//! Memory hold: allocate, touch every page, keep it until stopped

use std::time::Duration;

use async_trait::async_trait;
use tokio_util::sync::CancellationToken;
use tracing::info;

use shared::RunOutcome;

use crate::error::{AgentError, AgentResult};
use crate::traits::Runner;

/// Smallest allocation the runner will make
pub const MIN_HOLD_BYTES: u64 = 1024 * 1024;
const PAGE_SIZE: usize = 4096;
const TOUCH_INTERVAL: Duration = Duration::from_secs(2);

pub struct MemoryHoldRunner {
    bytes: u64,
}

impl MemoryHoldRunner {
    pub fn new(bytes: u64) -> Self {
        Self {
            bytes: bytes.max(MIN_HOLD_BYTES),
        }
    }

    pub fn bytes(&self) -> u64 {
        self.bytes
    }
}

#[async_trait]
impl Runner for MemoryHoldRunner {
    fn describe(&self) -> String {
        format!("memory hold of ~{:.1} MB", self.bytes as f64 / 1024.0 / 1024.0)
    }

    async fn run(&mut self, cancel: CancellationToken) -> AgentResult<RunOutcome> {
        let size = usize::try_from(self.bytes)
            .map_err(|_| AgentError::validation("bytes", self.bytes, "exceeds the address space"))?;

        let mut buffer = tokio::task::spawn_blocking(move || allocate(size))
            .await
            .map_err(|e| AgentError::Runner {
                reason: format!("allocation task failed: {}", e),
            })??;
        info!("💾 Holding {} bytes", buffer.len());

        let mut ticker = tokio::time::interval(TOUCH_INTERVAL);
        loop {
            tokio::select! {
                _ = cancel.cancelled() => break,
                _ = ticker.tick() => {
                    buffer[0] ^= 1;
                }
            }
        }
        Ok(RunOutcome::Cancelled)
    }
}

/// Allocate `size` bytes and write one byte per page so they become resident
fn allocate(size: usize) -> AgentResult<Vec<u8>> {
    let mut buffer = Vec::new();
    buffer.try_reserve_exact(size).map_err(|e| AgentError::Runner {
        reason: format!("cannot allocate {} bytes: {}", size, e),
    })?;
    buffer.resize(size, 0);
    for offset in (0..size).step_by(PAGE_SIZE) {
        buffer[offset] = (offset / PAGE_SIZE) as u8 | 1;
    }
    Ok(buffer)
}

#[cfg(test)]
mod tests {
    use super::*;

    #[test]
    fn test_minimum_allocation() {
        assert_eq!(MemoryHoldRunner::new(0).bytes(), MIN_HOLD_BYTES);
        assert_eq!(MemoryHoldRunner::new(8 * MIN_HOLD_BYTES).bytes(), 8 * MIN_HOLD_BYTES);
    }

    #[test]
    fn test_every_page_touched() {
        let buffer = allocate(3 * PAGE_SIZE + 10).unwrap();
        assert_eq!(buffer.len(), 3 * PAGE_SIZE + 10);
        assert!((0..buffer.len()).step_by(PAGE_SIZE).all(|i| buffer[i] != 0));
    }

    #[tokio::test]
    async fn test_holds_until_cancelled() {
        let mut runner = MemoryHoldRunner::new(2 * MIN_HOLD_BYTES);
        let cancel = CancellationToken::new();
        let task = {
            let cancel = cancel.clone();
            tokio::spawn(async move { runner.run(cancel).await })
        };

        tokio::time::sleep(Duration::from_millis(100)).await;
        assert!(!task.is_finished());
        cancel.cancel();

        let outcome = tokio::time::timeout(Duration::from_secs(5), task).await.unwrap().unwrap();
        assert_eq!(outcome.unwrap(), RunOutcome::Cancelled);
    }
}
//! In-process capture capability backed by a channel
//!
//! Lets the shaping loop run without a packet driver: packets are fed in
//! from a `PacketFeeder` and re-injected packets land in an `InjectionLog`.

use std::sync::atomic::{AtomicBool, Ordering};
use std::sync::{Arc, Mutex};

use async_trait::async_trait;
use tokio::sync::mpsc;
use tokio::time::Instant;

use crate::error::{ShaperError, ShaperResult};
use crate::traits::{CaptureSession, Packet, PacketCapture};

/// Sending half of a `ChannelCapture`; dropping it ends the session
#[derive(Clone)]
pub struct PacketFeeder {
    tx: mpsc::UnboundedSender<Packet>,
}

impl PacketFeeder {
    /// Queue a packet for capture. Returns false once the session is gone.
    pub fn feed(&self, packet: Packet) -> bool {
        self.tx.send(packet).is_ok()
    }
}

/// A packet as it left the shaper
#[derive(Debug, Clone)]
pub struct InjectedPacket {
    pub packet: Packet,
    pub injected_at: Instant,
}

/// Shared record of re-injected packets, in injection order
#[derive(Debug, Clone, Default)]
pub struct InjectionLog(Arc<Mutex<Vec<InjectedPacket>>>);

impl InjectionLog {
    fn push(&self, packet: &Packet) {
        if let Ok(mut entries) = self.0.lock() {
            entries.push(InjectedPacket {
                packet: packet.clone(),
                injected_at: Instant::now(),
            });
        }
    }

    pub fn snapshot(&self) -> Vec<InjectedPacket> {
        self.0.lock().map(|entries| entries.clone()).unwrap_or_default()
    }

    pub fn len(&self) -> usize {
        self.0.lock().map(|entries| entries.len()).unwrap_or(0)
    }

    pub fn is_empty(&self) -> bool {
        self.len() == 0
    }
}

/// Channel-backed capture capability; supports a single session
pub struct ChannelCapture {
    rx: Mutex<Option<mpsc::UnboundedReceiver<Packet>>>,
    log: InjectionLog,
    opened_filter: Arc<Mutex<Option<String>>>,
    shut_down: Arc<AtomicBool>,
    fail_sends: bool,
}

impl ChannelCapture {
    pub fn new() -> (Self, PacketFeeder) {
        let (tx, rx) = mpsc::unbounded_channel();
        let capture = Self {
            rx: Mutex::new(Some(rx)),
            log: InjectionLog::default(),
            opened_filter: Arc::new(Mutex::new(None)),
            shut_down: Arc::new(AtomicBool::new(false)),
            fail_sends: false,
        };
        (capture, PacketFeeder { tx })
    }

    /// Make every re-injection fail (fluent API)
    pub fn failing_sends(mut self) -> Self {
        self.fail_sends = true;
        self
    }

    pub fn injected(&self) -> InjectionLog {
        self.log.clone()
    }

    /// Filter the session was opened with, if any
    pub fn opened_filter(&self) -> Option<String> {
        self.opened_filter.lock().ok().and_then(|f| f.clone())
    }

    pub fn is_shut_down(&self) -> bool {
        self.shut_down.load(Ordering::SeqCst)
    }
}

#[async_trait]
impl PacketCapture for ChannelCapture {
    fn name(&self) -> &str {
        "channel"
    }

    async fn open(&self, filter: &str) -> ShaperResult<Box<dyn CaptureSession>> {
        let rx = self
            .rx
            .lock()
            .ok()
            .and_then(|mut rx| rx.take())
            .ok_or_else(|| ShaperError::Open {
                filter: filter.to_string(),
                reason: "channel capture already opened".to_string(),
            })?;

        if let Ok(mut opened) = self.opened_filter.lock() {
            *opened = Some(filter.to_string());
        }

        Ok(Box::new(ChannelSession {
            rx,
            log: self.log.clone(),
            shut_down: self.shut_down.clone(),
            fail_sends: self.fail_sends,
        }))
    }
}

struct ChannelSession {
    rx: mpsc::UnboundedReceiver<Packet>,
    log: InjectionLog,
    shut_down: Arc<AtomicBool>,
    fail_sends: bool,
}

#[async_trait]
impl CaptureSession for ChannelSession {
    async fn recv(&mut self) -> ShaperResult<Option<Packet>> {
        if self.shut_down.load(Ordering::SeqCst) {
            return Ok(None);
        }
        Ok(self.rx.recv().await)
    }

    async fn send(&mut self, packet: &Packet) -> ShaperResult<()> {
        if self.fail_sends {
            return Err(ShaperError::Inject {
                reason: "injection disabled on this channel".to_string(),
            });
        }
        self.log.push(packet);
        Ok(())
    }

    fn shutdown(&self) -> ShaperResult<()> {
        self.shut_down.store(true, Ordering::SeqCst);
        Ok(())
    }
}
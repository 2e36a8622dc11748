//! End-to-end: drive the `chaos-agent` binary as a real child process
#![cfg(unix)]

use std::ffi::OsStr;
use std::path::Path;
use std::process::{Command, Output};
use std::time::Duration;

use tempfile::TempDir;

mod common;
use common::eventually;

fn chaos_agent<S: AsRef<OsStr>>(state_dir: &Path, args: &[S]) -> Output {
    Command::new(env!("CARGO_BIN_EXE_chaos-agent"))
        .arg("--state-dir")
        .arg(state_dir)
        .args(args)
        .env_remove("CHAOS_AGENT_STATE_DIR")
        .output()
        .expect("chaos-agent should start")
}

fn stdout(output: &Output) -> String {
    String::from_utf8_lossy(&output.stdout).to_string()
}

/// Detached memory hold: listed with its resolved size, then destroyed
#[tokio::test]
async fn test_detached_memory_hold_roundtrip() {
    // Arrange
    let dir = TempDir::new().unwrap();

    // Act: start in the background
    let created = chaos_agent(dir.path(), &["create", "mem", "load", "--size", "64", "--detach"]);
    assert!(created.status.success(), "create failed: {:?}", created);
    assert!(stdout(&created).contains("pid="));

    // Assert: the worker registers itself
    let listed = eventually(Duration::from_secs(10), || {
        let out = stdout(&chaos_agent(dir.path(), &["list", "mem"]));
        out.contains("bytes=67108864") && out.contains("status=alive")
    })
    .await;
    assert!(listed, "worker never showed up in the list");

    // Act: stop it
    let destroyed = chaos_agent(dir.path(), &["destroy", "mem"]);
    assert!(destroyed.status.success(), "destroy failed: {:?}", destroyed);
    assert!(stdout(&destroyed).contains("Stopped mem experiment"));

    // Assert: nothing left behind
    let after = chaos_agent(dir.path(), &["list", "mem"]);
    assert!(after.status.success());
    assert_eq!(stdout(&after).trim(), "mem: none");
}

/// Invalid input exits with status 1 before anything is registered
#[test]
fn test_invalid_request_exits_with_error() {
    let dir = TempDir::new().unwrap();

    let output = chaos_agent(dir.path(), &["create", "cpu", "load", "--percent", "0"]);

    assert_eq!(output.status.code(), Some(1));
    assert!(String::from_utf8_lossy(&output.stderr).contains("percent"));
    assert!(!dir.path().join("cpu").exists());
}

/// Destroying with nothing tracked is an error
#[test]
fn test_destroy_without_experiments_fails() {
    let dir = TempDir::new().unwrap();

    let output = chaos_agent(dir.path(), &["destroy", "disk"]);

    assert_eq!(output.status.code(), Some(1));
}

/// Listing an empty store reports every target as empty
#[test]
fn test_list_empty_store() {
    let dir = TempDir::new().unwrap();

    let output = chaos_agent(dir.path(), &["list"]);

    assert!(output.status.success());
    let text = stdout(&output);
    for target in ["cpu", "mem", "disk", "net"] {
        assert!(text.contains(&format!("{}: none", target)));
    }
}

/// A detached network experiment without the capture driver fails up front
#[test]
fn test_detached_net_delay_without_driver_fails() {
    let dir = TempDir::new().unwrap();

    let output = chaos_agent(dir.path(), &["create", "net", "delay", "--detach"]);

    assert_eq!(output.status.code(), Some(1));
    assert!(!stdout(&output).contains("pid="));
    assert!(!dir.path().join("net").exists());
}

/// An existing fill path is refused before a worker is started
#[test]
fn test_detached_disk_fill_refuses_existing_file() {
    // Arrange
    let dir = TempDir::new().unwrap();
    let existing = dir.path().join("precious.txt");
    std::fs::write(&existing, "keep me").unwrap();
    let path = existing.to_str().unwrap();

    // Act
    let output = chaos_agent(dir.path(), &["create", "disk", "fill", "--size", "1", "--path", path, "--detach"]);

    // Assert
    assert_eq!(output.status.code(), Some(1));
    assert!(String::from_utf8_lossy(&output.stderr).contains("file already exists"));
    assert!(!dir.path().join("disk").exists());
    assert_eq!(std::fs::read_to_string(&existing).unwrap(), "keep me");
}

/// Arguments that are not valid UTF-8 reach the background worker intact
#[cfg(target_os = "linux")]
#[tokio::test]
async fn test_detached_disk_fill_with_non_utf8_path() {
    use std::ffi::OsString;
    use std::os::unix::ffi::OsStrExt;

    // Arrange
    let dir = TempDir::new().unwrap();
    let fill_path = dir.path().join(OsStr::from_bytes(b"fill-\xff.bin"));
    let args: Vec<OsString> = ["create", "disk", "fill", "--size", "1", "--detach", "--path"]
        .into_iter()
        .map(OsString::from)
        .chain(std::iter::once(fill_path.clone().into_os_string()))
        .collect();

    // Act
    let created = chaos_agent(dir.path(), &args);
    assert!(created.status.success(), "create failed: {:?}", created);

    // Assert: the worker writes to exactly that file
    let filled = eventually(Duration::from_secs(10), || {
        std::fs::metadata(&fill_path).map(|m| m.len()).unwrap_or(0) == 1024 * 1024
    })
    .await;
    assert!(filled, "worker never filled {}", fill_path.display());

    let destroyed = chaos_agent(dir.path(), &["destroy", "disk"]);
    assert!(destroyed.status.success(), "destroy failed: {:?}", destroyed);
    let removed = eventually(Duration::from_secs(5), || !fill_path.exists()).await;
    assert!(removed, "fill file was left behind");
}
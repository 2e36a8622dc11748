//! Common helpers for shaping loop tests

use shaper::{Packet, PacketFeeder, ShapingConfig, ShapingSession};

/// Validated session with a permissive filter and no bandwidth cap
pub fn session(delay_ms: i64, jitter_ms: i64, loss_percent: f64) -> ShapingSession {
    session_with_bandwidth(delay_ms, jitter_ms, loss_percent, 0)
}

pub fn session_with_bandwidth(delay_ms: i64, jitter_ms: i64, loss_percent: f64, bandwidth_kbps: i64) -> ShapingSession {
    ShapingConfig {
        filter: "outbound and tcp".to_string(),
        delay_ms,
        jitter_ms,
        loss_percent,
        bandwidth_kbps,
    }
    .validate()
    .expect("test session should be valid")
}

/// Feed `count` packets of `size` bytes, each filled with its sequence number
pub fn feed_numbered(feeder: &PacketFeeder, count: u8, size: usize) {
    for seq in 0..count {
        assert!(feeder.feed(Packet::new(vec![seq; size])));
    }
}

- - -

## [Your task]
Lines from the first one above through the line containing "fn describe(&self) ->" are to be retyped exactly, both included, and nothing more.

## [Answer to the problem]
//! Memory hold: allocate, touch every page, keep it until stopped

use std::time::Duration;

use async_trait::async_trait;
use tokio_util::sync::CancellationToken;
use tracing::info;

use shared::RunOutcome;

use crate::error::{AgentError, AgentResult};
use crate::traits::Runner;

/// Smallest allocation the runner will make
pub const MIN_HOLD_BYTES: u64 = 1024 * 1024;
const PAGE_SIZE: usize = 4096;
const TOUCH_INTERVAL: Duration = Duration::from_secs(2);

pub struct MemoryHoldRunner {
    bytes: u64,
}

impl MemoryHoldRunner {
    pub fn new(bytes: u64) -> Self {
        Self {
            bytes: bytes.max(MIN_HOLD_BYTES),
        }
    }

    pub fn bytes(&self) -> u64 {
        self.bytes
    }
}

#[async_trait]
impl Runner for MemoryHoldRunner {
    fn describe(&self) -> String {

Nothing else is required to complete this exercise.